Copy the records. Keep every line exactly as it is.

--- DATA FOR THIS EXERCISE Enclosed Below ---

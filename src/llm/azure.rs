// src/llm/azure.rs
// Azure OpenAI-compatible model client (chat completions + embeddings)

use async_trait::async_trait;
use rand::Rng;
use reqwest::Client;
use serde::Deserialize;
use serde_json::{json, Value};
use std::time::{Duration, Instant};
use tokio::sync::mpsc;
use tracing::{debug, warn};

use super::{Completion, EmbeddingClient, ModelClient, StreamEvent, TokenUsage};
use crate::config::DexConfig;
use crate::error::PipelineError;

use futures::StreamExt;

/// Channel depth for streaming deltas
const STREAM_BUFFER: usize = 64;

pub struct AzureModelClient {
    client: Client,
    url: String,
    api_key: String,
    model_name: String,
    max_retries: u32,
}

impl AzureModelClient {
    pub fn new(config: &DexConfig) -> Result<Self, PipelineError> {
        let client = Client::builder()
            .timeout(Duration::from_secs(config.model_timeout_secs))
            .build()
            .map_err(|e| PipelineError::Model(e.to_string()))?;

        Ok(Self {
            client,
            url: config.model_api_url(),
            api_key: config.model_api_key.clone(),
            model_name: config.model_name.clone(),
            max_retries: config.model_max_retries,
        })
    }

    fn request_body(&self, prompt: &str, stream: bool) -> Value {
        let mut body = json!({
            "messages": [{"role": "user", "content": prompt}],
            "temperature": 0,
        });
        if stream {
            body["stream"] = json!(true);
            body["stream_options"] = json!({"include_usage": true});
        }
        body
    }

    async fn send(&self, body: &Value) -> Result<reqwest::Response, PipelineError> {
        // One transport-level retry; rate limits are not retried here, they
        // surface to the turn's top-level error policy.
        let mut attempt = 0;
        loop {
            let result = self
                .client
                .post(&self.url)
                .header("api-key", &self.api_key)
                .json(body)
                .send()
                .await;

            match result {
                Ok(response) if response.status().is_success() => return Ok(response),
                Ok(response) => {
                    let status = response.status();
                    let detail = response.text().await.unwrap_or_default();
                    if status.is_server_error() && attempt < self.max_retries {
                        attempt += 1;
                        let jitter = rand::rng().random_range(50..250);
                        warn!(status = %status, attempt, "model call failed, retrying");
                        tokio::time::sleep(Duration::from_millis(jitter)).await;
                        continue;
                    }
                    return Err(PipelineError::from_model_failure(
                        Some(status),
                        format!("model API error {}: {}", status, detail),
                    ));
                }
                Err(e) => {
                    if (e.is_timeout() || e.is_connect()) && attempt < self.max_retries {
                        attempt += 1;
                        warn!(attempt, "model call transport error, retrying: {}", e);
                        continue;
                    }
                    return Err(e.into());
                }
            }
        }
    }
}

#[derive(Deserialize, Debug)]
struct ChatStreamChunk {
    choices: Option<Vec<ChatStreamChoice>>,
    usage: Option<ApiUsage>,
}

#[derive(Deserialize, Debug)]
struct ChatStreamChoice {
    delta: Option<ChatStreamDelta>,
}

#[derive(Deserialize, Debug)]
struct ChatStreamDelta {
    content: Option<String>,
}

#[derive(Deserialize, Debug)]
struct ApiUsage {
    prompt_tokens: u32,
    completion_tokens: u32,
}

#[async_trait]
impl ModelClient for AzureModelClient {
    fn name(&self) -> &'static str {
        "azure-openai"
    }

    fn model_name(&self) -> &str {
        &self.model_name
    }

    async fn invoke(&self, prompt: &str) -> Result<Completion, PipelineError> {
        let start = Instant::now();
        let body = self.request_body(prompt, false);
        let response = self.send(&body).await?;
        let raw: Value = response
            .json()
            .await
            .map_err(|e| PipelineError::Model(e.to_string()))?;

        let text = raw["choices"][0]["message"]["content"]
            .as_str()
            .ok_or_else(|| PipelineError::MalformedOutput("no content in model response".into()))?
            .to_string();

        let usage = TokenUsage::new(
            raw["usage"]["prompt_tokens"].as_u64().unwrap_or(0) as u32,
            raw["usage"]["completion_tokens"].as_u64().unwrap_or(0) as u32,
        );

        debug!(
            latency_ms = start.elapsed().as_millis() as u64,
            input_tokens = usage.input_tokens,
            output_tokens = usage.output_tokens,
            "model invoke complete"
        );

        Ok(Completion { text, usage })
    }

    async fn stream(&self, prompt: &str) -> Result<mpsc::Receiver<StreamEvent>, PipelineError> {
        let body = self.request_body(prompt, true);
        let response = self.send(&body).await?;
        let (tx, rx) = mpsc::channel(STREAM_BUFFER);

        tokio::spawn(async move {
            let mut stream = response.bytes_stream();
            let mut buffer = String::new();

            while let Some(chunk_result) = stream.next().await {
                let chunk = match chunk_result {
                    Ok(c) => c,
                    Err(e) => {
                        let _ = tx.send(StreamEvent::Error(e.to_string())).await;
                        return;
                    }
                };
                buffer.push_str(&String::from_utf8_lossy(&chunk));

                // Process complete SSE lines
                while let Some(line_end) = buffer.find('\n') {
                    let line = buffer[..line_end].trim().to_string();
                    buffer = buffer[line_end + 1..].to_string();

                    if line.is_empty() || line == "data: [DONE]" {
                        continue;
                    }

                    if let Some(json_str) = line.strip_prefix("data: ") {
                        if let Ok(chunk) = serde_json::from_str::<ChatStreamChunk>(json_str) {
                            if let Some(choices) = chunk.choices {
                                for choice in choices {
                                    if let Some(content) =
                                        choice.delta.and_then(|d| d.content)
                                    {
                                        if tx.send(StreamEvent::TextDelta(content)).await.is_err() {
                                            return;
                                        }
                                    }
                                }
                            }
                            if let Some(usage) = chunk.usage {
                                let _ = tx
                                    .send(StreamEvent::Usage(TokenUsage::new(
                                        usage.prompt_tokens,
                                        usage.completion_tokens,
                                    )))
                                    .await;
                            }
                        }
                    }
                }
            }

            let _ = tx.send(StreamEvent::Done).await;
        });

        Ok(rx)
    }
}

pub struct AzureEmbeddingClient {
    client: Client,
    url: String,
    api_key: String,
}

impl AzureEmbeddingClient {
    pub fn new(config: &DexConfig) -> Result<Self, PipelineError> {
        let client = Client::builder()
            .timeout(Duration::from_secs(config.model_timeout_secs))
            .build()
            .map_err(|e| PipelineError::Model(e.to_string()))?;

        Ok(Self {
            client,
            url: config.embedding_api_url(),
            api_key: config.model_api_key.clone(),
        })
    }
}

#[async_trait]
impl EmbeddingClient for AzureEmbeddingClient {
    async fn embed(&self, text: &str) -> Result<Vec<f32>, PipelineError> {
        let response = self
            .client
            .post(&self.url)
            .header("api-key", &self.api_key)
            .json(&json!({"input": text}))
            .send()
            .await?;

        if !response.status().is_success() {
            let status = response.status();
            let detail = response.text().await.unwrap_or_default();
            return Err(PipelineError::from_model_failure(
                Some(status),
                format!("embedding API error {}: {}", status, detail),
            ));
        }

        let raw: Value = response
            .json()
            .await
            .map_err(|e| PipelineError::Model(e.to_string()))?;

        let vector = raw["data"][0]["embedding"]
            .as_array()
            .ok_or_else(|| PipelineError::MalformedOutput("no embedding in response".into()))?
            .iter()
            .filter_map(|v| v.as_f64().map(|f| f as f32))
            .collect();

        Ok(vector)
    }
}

--- End of Enclosed DATA FOR THIS EXERCISE ---

RESULT OF THE EXERCISE ▸
filename src/llm/azure.rs
// src/llm/azure.rs
// Azure OpenAI-compatible model client (chat completions + embeddings)

use async_trait::async_trait;
use rand::Rng;
use reqwest::Client;
use serde::Deserialize;
use serde_json::{json, Value};
use std::time::{Duration, Instant};
use tokio::sync::mpsc;
use tracing::{debug, warn};

use super::{Completion, EmbeddingClient, ModelClient, StreamEvent, TokenUsage};
use crate::config::DexConfig;
use crate::error::PipelineError;

use futures::StreamExt;

/// Channel depth for streaming deltas
const STREAM_BUFFER: usize = 64;

pub struct AzureModelClient {
    client: Client,
    url: String,
    api_key: String,
    model_name: String,
    max_retries: u32,
}

impl AzureModelClient {
    pub fn new(config: &DexConfig) -> Result<Self, PipelineError> {
        let client = Client::builder()
            .timeout(Duration::from_secs(config.model_timeout_secs))
            .build()
            .map_err(|e| PipelineError::Model(e.to_string()))?;

        Ok(Self {
            client,
            url: config.model_api_url(),
            api_key: config.model_api_key.clone(),
            model_name: config.model_name.clone(),
            max_retries: config.model_max_retries,
        })
    }

    fn request_body(&self, prompt: &str, stream: bool) -> Value {
        let mut body = json!({
            "messages": [{"role": "user", "content": prompt}],
            "temperature": 0,
        });
        if stream {
            body["stream"] = json!(true);
            body["stream_options"] = json!({"include_usage": true});
        }
        body
    }

    async fn send(&self, body: &Value) -> Result<reqwest::Response, PipelineError> {
        // One transport-level retry; rate limits are not retried here, they
        // surface to the turn's top-level error policy.
        let mut attempt = 0;
        loop {
            let result = self
                .client
                .post(&self.url)
                .header("api-key", &self.api_key)
                .json(body)
                .send()
                .await;

            match result {
                Ok(response) if response.status().is_success() => return Ok(response),
                Ok(response) => {
                    let status = response.status();
                    let detail = response.text().await.unwrap_or_default();
                    if status.is_server_error() && attempt < self.max_retries {
                        attempt += 1;
                        let jitter = rand::rng().random_range(50..250);
                        warn!(status = %status, attempt, "model call failed, retrying");
                        tokio::time::sleep(Duration::from_millis(jitter)).await;
                        continue;
                    }
                    return Err(PipelineError::from_model_failure(
                        Some(status),
                        format!("model API error {}: {}", status, detail),
                    ));
                }
                Err(e) => {
                    if (e.is_timeout() || e.is_connect()) && attempt < self.max_retries {
                        attempt += 1;
                        warn!(attempt, "model call transport error, retrying: {}", e);
                        continue;
                    }
                    return Err(e.into());
                }
            }
        }
    }
}

#[derive(Deserialize, Debug)]
struct ChatStreamChunk {
    choices: Option<Vec<ChatStreamChoice>>,
    usage: Option<ApiUsage>,
}

#[derive(Deserialize, Debug)]
struct ChatStreamChoice {
    delta: Option<ChatStreamDelta>,
}

#[derive(Deserialize, Debug)]
struct ChatStreamDelta {
    content: Option<String>,
}

#[derive(Deserialize, Debug)]
struct ApiUsage {
    prompt_tokens: u32,
    completion_tokens: u32,
}

#[async_trait]
impl ModelClient for AzureModelClient {
    fn name(&self) -> &'static str {
        "azure-openai"
    }

    fn model_name(&self) -> &str {
        &self.model_name
    }

    async fn invoke(&self, prompt: &str) -> Result<Completion, PipelineError> {
        let start = Instant::now();
        let body = self.request_body(prompt, false);
        let response = self.send(&body).await?;
        let raw: Value = response
            .json()
            .await
            .map_err(|e| PipelineError::Model(e.to_string()))?;

        let text = raw["choices"][0]["message"]["content"]
            .as_str()
            .ok_or_else(|| PipelineError::MalformedOutput("no content in model response".into()))?
            .to_string();

        let usage = TokenUsage::new(
            raw["usage"]["prompt_tokens"].as_u64().unwrap_or(0) as u32,
            raw["usage"]["completion_tokens"].as_u64().unwrap_or(0) as u32,
        );

        debug!(
            latency_ms = start.elapsed().as_millis() as u64,
            input_tokens = usage.input_tokens,
            output_tokens = usage.output_tokens,
            "model invoke complete"
        );

        Ok(Completion { text, usage })
    }

    async fn stream(&self, prompt: &str) -> Result<mpsc::Receiver<StreamEvent>, PipelineError> {
        let body = self.request_body(prompt, true);
        let response = self.send(&body).await?;
        let (tx, rx) = mpsc::channel(STREAM_BUFFER);

        tokio::spawn(async move {
            let mut stream = response.bytes_stream();
            let mut buffer = String::new();

            while let Some(chunk_result) = stream.next().await {
                let chunk = match chunk_result {
                    Ok(c) => c,
                    Err(e) => {
                        let _ = tx.send(StreamEvent::Error(e.to_string())).await;
                        return;
                    }
                };
                buffer.push_str(&String::from_utf8_lossy(&chunk));

                // Process complete SSE lines
                while let Some(line_end) = buffer.find('\n') {
                    let line = buffer[..line_end].trim().to_string();
                    buffer = buffer[line_end + 1..].to_string();

                    if line.is_empty() || line == "data: [DONE]" {
                        continue;
                    }

                    if let Some(json_str) = line.strip_prefix("data: ") {
                        if let Ok(chunk) = serde_json::from_str::<ChatStreamChunk>(json_str) {
                            if let Some(choices) = chunk.choices {
                                for choice in choices {
                                    if let Some(content) =
                                        choice.delta.and_then(|d| d.content)
                                    {
                                        if tx.send(StreamEvent::TextDelta(content)).await.is_err() {
                                            return;
                                        }
                                    }
                                }
                            }
                            if let Some(usage) = chunk.usage {
                                let _ = tx
                                    .send(StreamEvent::Usage(TokenUsage::new(
                                        usage.prompt_tokens,
                                        usage.completion_tokens,
                                    )))
                                    .await;
                            }
                        }
                    }
                }
            }

            let _ = tx.send(StreamEvent::Done).await;
        });

        Ok(rx)
    }
}

pub struct AzureEmbeddingClient {
    client: Client,
    url: String,
    api_key: String,
}

impl AzureEmbeddingClient {
    pub fn new(config: &DexConfig) -> Result<Self, PipelineError> {
        let client = Client::builder()
            .timeout(Duration::from_secs(config.model_timeout_secs))
            .build()
            .map_err(|e| PipelineError::Model(e.to_string()))?;

        Ok(Self {
            client,
            url: config.embedding_api_url(),
            api_key: config.model_api_key.clone(),
        })
    }
}

#[async_trait]
impl EmbeddingClient for AzureEmbeddingClient {
    async fn embed(&self, text: &str) -> Result<Vec<f32>, PipelineError> {
        let response = self
            .client
            .post(&self.url)
            .header("api-key", &self.api_key)
            .json(&json!({"input": text}))
            .send()
            .await?;

        if !response.status().is_success() {
            let status = response.status();
            let detail = response.text().await.unwrap_or_default();
            return Err(PipelineError::from_model_failure(
                Some(status),
                format!("embedding API error {}: {}", status, detail),
            ));
        }

        let raw: Value = response
            .json()
            .await
            .map_err(|e| PipelineError::Model(e.to_string()))?;

        let vector = raw["data"][0]["embedding"]
            .as_array()
            .ok_or_else(|| PipelineError::MalformedOutput("no embedding in response".into()))?
            .iter()
            .filter_map(|v| v.as_f64().map(|f| f as f32))
            .collect();

        Ok(vector)
    }
}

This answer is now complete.